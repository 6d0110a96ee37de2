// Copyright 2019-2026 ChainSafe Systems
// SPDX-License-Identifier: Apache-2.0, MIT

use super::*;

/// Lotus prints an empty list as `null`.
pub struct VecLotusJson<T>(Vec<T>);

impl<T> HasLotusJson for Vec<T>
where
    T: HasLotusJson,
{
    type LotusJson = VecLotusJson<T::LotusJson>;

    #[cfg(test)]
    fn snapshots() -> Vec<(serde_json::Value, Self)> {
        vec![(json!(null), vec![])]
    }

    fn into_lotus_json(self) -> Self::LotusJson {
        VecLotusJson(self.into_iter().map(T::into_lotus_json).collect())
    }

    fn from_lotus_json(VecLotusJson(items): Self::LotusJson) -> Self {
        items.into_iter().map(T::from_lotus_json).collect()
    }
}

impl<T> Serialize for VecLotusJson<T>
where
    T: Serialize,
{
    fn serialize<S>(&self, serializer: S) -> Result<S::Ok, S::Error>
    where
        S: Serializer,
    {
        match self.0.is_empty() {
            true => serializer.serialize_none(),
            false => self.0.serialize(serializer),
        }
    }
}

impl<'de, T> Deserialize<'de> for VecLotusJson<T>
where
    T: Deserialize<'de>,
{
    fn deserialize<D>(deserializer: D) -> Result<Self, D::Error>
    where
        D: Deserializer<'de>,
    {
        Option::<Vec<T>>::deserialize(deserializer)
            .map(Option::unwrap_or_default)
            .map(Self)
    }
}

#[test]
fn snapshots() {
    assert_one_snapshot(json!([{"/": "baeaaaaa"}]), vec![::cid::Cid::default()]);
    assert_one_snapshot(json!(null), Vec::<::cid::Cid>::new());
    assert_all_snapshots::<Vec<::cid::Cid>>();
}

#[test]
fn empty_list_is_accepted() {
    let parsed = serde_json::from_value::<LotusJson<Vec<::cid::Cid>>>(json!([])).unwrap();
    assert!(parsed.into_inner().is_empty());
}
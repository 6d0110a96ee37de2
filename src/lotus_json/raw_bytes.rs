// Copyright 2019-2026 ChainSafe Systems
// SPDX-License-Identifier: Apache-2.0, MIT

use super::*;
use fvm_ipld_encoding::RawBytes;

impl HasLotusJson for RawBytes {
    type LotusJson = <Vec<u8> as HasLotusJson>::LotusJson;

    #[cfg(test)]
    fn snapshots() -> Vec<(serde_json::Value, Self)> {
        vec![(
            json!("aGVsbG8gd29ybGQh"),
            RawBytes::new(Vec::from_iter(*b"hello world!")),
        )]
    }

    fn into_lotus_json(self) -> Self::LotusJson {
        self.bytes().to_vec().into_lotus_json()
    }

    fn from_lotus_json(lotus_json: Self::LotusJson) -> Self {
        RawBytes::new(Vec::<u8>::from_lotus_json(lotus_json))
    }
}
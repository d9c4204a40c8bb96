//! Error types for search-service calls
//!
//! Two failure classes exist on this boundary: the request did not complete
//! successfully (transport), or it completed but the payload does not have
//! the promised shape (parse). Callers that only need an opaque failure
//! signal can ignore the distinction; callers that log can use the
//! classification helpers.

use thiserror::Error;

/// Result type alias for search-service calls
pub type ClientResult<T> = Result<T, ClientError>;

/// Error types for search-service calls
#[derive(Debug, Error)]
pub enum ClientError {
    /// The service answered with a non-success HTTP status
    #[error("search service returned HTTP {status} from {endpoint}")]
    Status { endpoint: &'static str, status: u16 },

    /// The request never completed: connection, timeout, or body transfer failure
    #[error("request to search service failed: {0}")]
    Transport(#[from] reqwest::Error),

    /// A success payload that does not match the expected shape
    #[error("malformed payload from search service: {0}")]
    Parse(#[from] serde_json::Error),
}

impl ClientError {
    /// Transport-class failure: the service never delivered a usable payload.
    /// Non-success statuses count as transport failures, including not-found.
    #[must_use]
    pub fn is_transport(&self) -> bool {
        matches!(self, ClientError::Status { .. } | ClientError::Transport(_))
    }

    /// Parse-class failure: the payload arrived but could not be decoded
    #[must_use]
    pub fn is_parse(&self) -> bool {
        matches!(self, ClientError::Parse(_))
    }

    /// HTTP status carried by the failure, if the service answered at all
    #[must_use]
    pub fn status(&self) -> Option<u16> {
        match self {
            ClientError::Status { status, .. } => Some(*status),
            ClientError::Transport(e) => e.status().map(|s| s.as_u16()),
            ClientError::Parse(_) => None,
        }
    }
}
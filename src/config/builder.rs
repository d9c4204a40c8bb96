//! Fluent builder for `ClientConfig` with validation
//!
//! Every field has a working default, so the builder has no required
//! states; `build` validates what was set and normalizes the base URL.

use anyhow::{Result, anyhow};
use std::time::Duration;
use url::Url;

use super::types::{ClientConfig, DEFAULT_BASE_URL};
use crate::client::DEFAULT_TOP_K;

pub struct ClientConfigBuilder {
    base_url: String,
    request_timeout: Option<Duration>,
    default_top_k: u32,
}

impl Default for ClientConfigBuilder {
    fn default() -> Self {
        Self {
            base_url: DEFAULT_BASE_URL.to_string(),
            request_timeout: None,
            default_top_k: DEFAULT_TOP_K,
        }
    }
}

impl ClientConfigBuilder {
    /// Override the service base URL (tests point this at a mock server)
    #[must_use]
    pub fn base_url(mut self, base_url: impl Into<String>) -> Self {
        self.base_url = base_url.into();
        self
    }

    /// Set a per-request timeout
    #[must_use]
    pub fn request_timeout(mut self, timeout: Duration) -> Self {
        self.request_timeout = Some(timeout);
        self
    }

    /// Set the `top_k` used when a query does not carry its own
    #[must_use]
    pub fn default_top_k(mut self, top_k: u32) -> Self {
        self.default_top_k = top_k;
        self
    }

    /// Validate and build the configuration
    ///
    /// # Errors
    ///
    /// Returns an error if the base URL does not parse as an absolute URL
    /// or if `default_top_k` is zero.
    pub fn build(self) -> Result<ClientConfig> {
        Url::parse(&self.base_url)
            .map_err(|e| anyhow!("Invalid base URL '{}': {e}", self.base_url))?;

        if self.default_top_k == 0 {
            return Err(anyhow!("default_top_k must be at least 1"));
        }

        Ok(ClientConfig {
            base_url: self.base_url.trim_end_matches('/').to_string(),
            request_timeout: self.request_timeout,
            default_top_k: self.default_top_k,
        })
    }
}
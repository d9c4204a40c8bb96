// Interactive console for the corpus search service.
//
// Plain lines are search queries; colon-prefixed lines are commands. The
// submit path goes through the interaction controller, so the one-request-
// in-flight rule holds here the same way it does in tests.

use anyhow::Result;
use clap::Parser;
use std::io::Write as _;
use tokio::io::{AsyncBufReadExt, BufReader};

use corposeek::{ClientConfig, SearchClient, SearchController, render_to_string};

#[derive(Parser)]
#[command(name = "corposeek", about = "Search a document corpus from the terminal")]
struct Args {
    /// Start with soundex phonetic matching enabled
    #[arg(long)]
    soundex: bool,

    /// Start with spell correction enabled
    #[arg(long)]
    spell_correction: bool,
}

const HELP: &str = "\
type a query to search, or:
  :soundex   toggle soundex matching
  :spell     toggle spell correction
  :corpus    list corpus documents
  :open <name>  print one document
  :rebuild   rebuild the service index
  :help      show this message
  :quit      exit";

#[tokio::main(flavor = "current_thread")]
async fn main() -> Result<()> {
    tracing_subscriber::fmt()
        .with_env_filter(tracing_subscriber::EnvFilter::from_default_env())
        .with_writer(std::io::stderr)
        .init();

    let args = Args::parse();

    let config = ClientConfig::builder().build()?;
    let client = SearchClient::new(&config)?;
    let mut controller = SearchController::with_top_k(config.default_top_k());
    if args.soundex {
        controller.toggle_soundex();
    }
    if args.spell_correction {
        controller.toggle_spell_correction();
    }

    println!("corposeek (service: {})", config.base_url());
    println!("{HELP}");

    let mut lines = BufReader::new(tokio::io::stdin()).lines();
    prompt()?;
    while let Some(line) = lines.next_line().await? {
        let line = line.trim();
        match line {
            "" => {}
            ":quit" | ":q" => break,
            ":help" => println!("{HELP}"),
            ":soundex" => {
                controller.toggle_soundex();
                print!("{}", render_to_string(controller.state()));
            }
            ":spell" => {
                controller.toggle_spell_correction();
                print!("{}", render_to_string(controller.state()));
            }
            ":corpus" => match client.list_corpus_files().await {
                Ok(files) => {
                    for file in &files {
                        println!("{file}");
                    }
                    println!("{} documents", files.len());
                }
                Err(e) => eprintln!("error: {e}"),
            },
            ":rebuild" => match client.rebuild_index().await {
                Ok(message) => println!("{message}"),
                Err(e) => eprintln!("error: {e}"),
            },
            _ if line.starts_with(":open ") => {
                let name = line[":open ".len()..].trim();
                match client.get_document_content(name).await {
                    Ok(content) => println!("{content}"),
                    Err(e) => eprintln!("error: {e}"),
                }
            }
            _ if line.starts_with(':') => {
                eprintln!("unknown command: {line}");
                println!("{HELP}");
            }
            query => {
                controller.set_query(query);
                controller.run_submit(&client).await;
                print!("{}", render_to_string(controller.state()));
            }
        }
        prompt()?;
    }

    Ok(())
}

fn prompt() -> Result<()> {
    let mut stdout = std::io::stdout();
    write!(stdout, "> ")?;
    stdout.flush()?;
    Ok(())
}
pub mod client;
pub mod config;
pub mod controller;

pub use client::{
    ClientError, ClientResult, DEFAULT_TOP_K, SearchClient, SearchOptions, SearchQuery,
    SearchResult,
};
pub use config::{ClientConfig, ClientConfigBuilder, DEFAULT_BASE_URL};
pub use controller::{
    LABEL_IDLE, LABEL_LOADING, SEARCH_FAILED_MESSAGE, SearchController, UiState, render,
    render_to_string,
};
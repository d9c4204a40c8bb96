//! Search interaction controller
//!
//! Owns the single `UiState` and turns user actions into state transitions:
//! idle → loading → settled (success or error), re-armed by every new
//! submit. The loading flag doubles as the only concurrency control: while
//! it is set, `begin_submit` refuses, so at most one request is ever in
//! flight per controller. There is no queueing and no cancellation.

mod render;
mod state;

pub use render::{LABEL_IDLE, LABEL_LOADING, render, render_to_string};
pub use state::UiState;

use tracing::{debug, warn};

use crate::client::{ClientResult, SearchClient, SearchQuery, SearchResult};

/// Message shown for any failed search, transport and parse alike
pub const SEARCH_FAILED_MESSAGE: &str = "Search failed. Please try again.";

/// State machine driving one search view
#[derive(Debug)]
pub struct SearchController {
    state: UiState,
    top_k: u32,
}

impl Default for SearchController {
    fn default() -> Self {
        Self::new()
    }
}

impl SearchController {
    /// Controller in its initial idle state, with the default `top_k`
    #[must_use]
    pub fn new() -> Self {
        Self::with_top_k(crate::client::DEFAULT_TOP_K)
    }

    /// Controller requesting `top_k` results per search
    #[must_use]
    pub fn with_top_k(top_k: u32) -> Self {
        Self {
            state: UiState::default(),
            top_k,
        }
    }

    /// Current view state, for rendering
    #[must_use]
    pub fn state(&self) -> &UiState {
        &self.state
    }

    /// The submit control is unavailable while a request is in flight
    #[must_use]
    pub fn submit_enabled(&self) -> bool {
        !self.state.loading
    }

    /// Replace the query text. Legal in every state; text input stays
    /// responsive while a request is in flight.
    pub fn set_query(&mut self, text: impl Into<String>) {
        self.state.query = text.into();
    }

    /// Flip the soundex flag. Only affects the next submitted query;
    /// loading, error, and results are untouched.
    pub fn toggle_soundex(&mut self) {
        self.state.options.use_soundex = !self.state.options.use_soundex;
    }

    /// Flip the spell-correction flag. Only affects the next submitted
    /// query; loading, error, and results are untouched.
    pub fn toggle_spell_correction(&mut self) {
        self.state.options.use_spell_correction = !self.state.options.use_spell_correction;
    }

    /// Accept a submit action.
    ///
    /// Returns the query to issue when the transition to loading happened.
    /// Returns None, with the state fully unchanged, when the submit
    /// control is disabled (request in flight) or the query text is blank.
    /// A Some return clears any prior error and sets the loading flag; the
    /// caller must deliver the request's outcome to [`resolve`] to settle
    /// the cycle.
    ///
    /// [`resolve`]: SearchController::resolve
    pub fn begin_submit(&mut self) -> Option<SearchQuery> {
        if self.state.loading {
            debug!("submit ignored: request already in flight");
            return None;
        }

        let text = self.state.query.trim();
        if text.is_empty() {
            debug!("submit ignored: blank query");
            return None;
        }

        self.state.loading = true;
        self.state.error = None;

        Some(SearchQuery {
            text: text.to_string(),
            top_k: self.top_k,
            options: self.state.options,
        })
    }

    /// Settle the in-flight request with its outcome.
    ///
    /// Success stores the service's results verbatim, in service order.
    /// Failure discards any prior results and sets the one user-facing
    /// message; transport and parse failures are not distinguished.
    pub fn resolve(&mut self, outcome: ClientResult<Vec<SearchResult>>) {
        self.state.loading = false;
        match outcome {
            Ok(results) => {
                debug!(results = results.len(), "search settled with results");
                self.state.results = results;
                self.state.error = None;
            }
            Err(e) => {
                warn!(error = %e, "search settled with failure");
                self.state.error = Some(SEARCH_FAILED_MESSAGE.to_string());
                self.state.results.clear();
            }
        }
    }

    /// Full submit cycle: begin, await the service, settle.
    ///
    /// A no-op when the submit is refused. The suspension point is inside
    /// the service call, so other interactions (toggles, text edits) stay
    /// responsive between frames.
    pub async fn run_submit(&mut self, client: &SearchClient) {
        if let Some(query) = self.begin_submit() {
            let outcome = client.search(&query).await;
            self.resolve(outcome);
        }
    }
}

§

What you have to do: Referring to the material above, set down exactly the lines between the line with "assert_one_snapshot(json!(null), Vec::<::cid::Cid>::new());" and the line with "can use the", inclusive, and no other lines.

Written answer:
    assert_one_snapshot(json!(null), Vec::<::cid::Cid>::new());
    assert_all_snapshots::<Vec<::cid::Cid>>();
}

#[test]
fn empty_list_is_accepted() {
    let parsed = serde_json::from_value::<LotusJson<Vec<::cid::Cid>>>(json!([])).unwrap();
    assert!(parsed.into_inner().is_empty());
}
repository 6d0110a96ee37de2
filename src/lotus_json/raw_bytes.rs
// Copyright 2019-2026 ChainSafe Systems
// SPDX-License-Identifier: Apache-2.0, MIT

use super::*;
use fvm_ipld_encoding::RawBytes;

impl HasLotusJson for RawBytes {
    type LotusJson = <Vec<u8> as HasLotusJson>::LotusJson;

    #[cfg(test)]
    fn snapshots() -> Vec<(serde_json::Value, Self)> {
        vec![(
            json!("aGVsbG8gd29ybGQh"),
            RawBytes::new(Vec::from_iter(*b"hello world!")),
        )]
    }

    fn into_lotus_json(self) -> Self::LotusJson {
        self.bytes().to_vec().into_lotus_json()
    }

    fn from_lotus_json(lotus_json: Self::LotusJson) -> Self {
        RawBytes::new(Vec::<u8>::from_lotus_json(lotus_json))
    }
}
repository d9c4204a40c8bb96
//! Error types for search-service calls
//!
//! Two failure classes exist on this boundary: the request did not complete
//! successfully (transport), or it completed but the payload does not have
//! the promised shape (parse). Callers that only need an opaque failure
//! signal can ignore the distinction; callers that log can use the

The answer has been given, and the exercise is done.